Sonicfire Pro (Mac or Windows)
SonicFire Pro picks up where Smartsound for Multimedia leaves off by allowing you to automatically score a digital video. Open a QuickTime movie, set markers for different parts of that movie and SonicFire Pro automatically composes a score for that film. The right music fits precisely into the sections of video.
QuickTime Pro (Mac or Windows)
QuickTime is the industry standard for digital media. The QuickTime Player is free for both Windows and the Macintosh, but paying $29 turns your software into QuickTime Pro. The Pro version allows you to perform quick edits of your digital media (video, audio, animation, VR, graphics) and convert a wide variety of media types.
Dazzle Hollywood DV Bridge (Mac and Windows)
This reasonably-priced peripheral, the top of the line product from Dazzle – a company offering a variety of media digitizing products, allows you to convert analog video from a VCR, TV or other video source into digital video via FireWire.

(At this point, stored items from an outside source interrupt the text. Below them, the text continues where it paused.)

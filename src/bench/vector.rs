//! Vectorized benchmark: one 8-lane group per step.
//!
//! Each step loads 8 values of A and of B into [`SimdLane`] vectors, applies
//! the operation and stores the 8 results back into A. The symbol is decoded
//! once per step, after the loads, mirroring the scalar benchmark's per-step
//! dispatch.
//!
//! With `N = 256` a pass is exactly 32 steps.

use std::hint::black_box;
use std::time::{Duration, Instant};

use crate::bench::check_buffers;
use crate::error::Result;
use crate::op::Operation;
use crate::simd::{fallback, Backend, SimdLane, LANE_COUNT};

/// Number of vector steps in one pass over `len` elements.
pub const fn steps_per_pass(len: usize) -> usize {
    len / LANE_COUNT
}

/// Applies `a = a OP b` one lane group at a time, `iterations` times.
///
/// Only whole lane groups are processed; callers validate the length first.
///
/// # Safety
///
/// The CPU must support the instruction set `V` is built on.
#[inline(always)]
pub unsafe fn passes<V: SimdLane>(
    a: &mut [f32],
    b: &[f32],
    symbol: char,
    iterations: usize,
) -> Result<()> {
    for _ in 0..iterations {
        for (a_chunk, b_chunk) in a
            .chunks_exact_mut(V::LANE_COUNT)
            .zip(b.chunks_exact(V::LANE_COUNT))
        {
            let va = V::load(a_chunk.as_ptr());
            let vb = V::load(b_chunk.as_ptr());
            let op = Operation::from_symbol(symbol)?;
            op.apply(va, vb).store_at(a_chunk.as_mut_ptr());
        }
        black_box(&mut *a);
    }
    Ok(())
}

#[cfg(any(target_arch = "x86", target_arch = "x86_64"))]
#[target_feature(enable = "avx2")]
unsafe fn passes_avx2(a: &mut [f32], b: &[f32], symbol: char, iterations: usize) -> Result<()> {
    passes::<crate::simd::avx2::F32x8>(a, b, symbol, iterations)
}

/// Dispatches to the pass loop of `backend`, falling back to the portable
/// lanes if the CPU cannot run it.
fn dispatch(backend: Backend, a: &mut [f32], b: &[f32], symbol: char, iterations: usize) -> Result<()> {
    match backend {
        #[cfg(any(target_arch = "x86", target_arch = "x86_64"))]
        Backend::Avx2 if backend.is_available() => unsafe { passes_avx2(a, b, symbol, iterations) },
        Backend::Avx2 => {
            tracing::warn!("AVX2 unavailable on this CPU, running fallback lanes");
            unsafe { passes::<fallback::F32x8>(a, b, symbol, iterations) }
        }
        Backend::Fallback => unsafe { passes::<fallback::F32x8>(a, b, symbol, iterations) },
    }
}

/// Runs the vectorized benchmark and returns the elapsed time of all passes.
pub fn run(
    backend: Backend,
    a: &mut [f32],
    b: &[f32],
    symbol: char,
    iterations: usize,
) -> Result<Duration> {
    check_buffers(a, b, LANE_COUNT)?;

    tracing::debug!(
        %backend,
        len = a.len(),
        steps = steps_per_pass(a.len()),
        iterations,
        %symbol,
        "vector benchmark started"
    );

    let start = Instant::now();
    dispatch(backend, a, b, black_box(symbol), iterations)?;
    let elapsed = start.elapsed();

    tracing::debug!(?elapsed, "vector benchmark finished");
    Ok(elapsed)
}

It has inputs and outputs for FireWire, RCA audio, Composite RCA video and S-Video. iMovie 2 instantly recognizes the Dazzle Hollywood DV Bridge as if it were a digital camera. Now your digital movie may be exported directly to a VCR.
iMic is a USB device that allows you to connect a variety of microphones and audio sources to your computer without built-in sound input.
iVoice Macally (Mac)
iVoice is a USB microphone with a line-in jack for computers without built-in audio.
VideoFactory 2 (Windows)
VideoFactory2 is a robust, user-friendly video editing and capture package for Windows.
VegasVideo 2 (Windows)
VegasVideo 2 is a higher-end video editing software package for Windows. It is geared towards more professional users.
Final Cut Pro (Mac)
This is Apple's high-end video editing package. It allows the user to make amazing videos with professional quality effects. As a result, Final Cut Pro requires a greater commitment on the part of new users. Taking a course or buying a third-party guide might be a good idea. Although there are probably high school kids in your district who can figure it all out and teach you.
DVD Studio Pro (Mac)
This is Apple's professional-level program for creating DVDs with all of the bells and whistles found on commercial DVDs (chapters, motion menus, subtitles, multiple languages, visual angles, etc…) While DVD Studio Pro has a steeper learning curve than iDVD, it is within reach of committed educators.
Blue Armadillo (Mac or Windows)
This free tool allows you to batch process a folder full of images. In other words you can use Blue Armadillo to change the size of a bunch of photos or convert image formats.
Acid Music 3 (Windows)
This popular PC program and its library of sound files allows the user to compose royalty-free music clips which may then be exported to include in video projects
RealPlayer Basic is the free version of the client (player) for watching streaming RealVideo and listening to RealAudio. It often works with your web browser.
RealProducer Basic (Windows or Mac)
RealProducer Basic is the free tool that allows you to convert your audio or video files into Realmedia files you can stream from any web site. You will need to hunt around the Real site to find the free versions of this tool. The nice folks at Real Networks naturally want you to trade-up, but for most school uses, the free player and producer software will do the job quite nicely.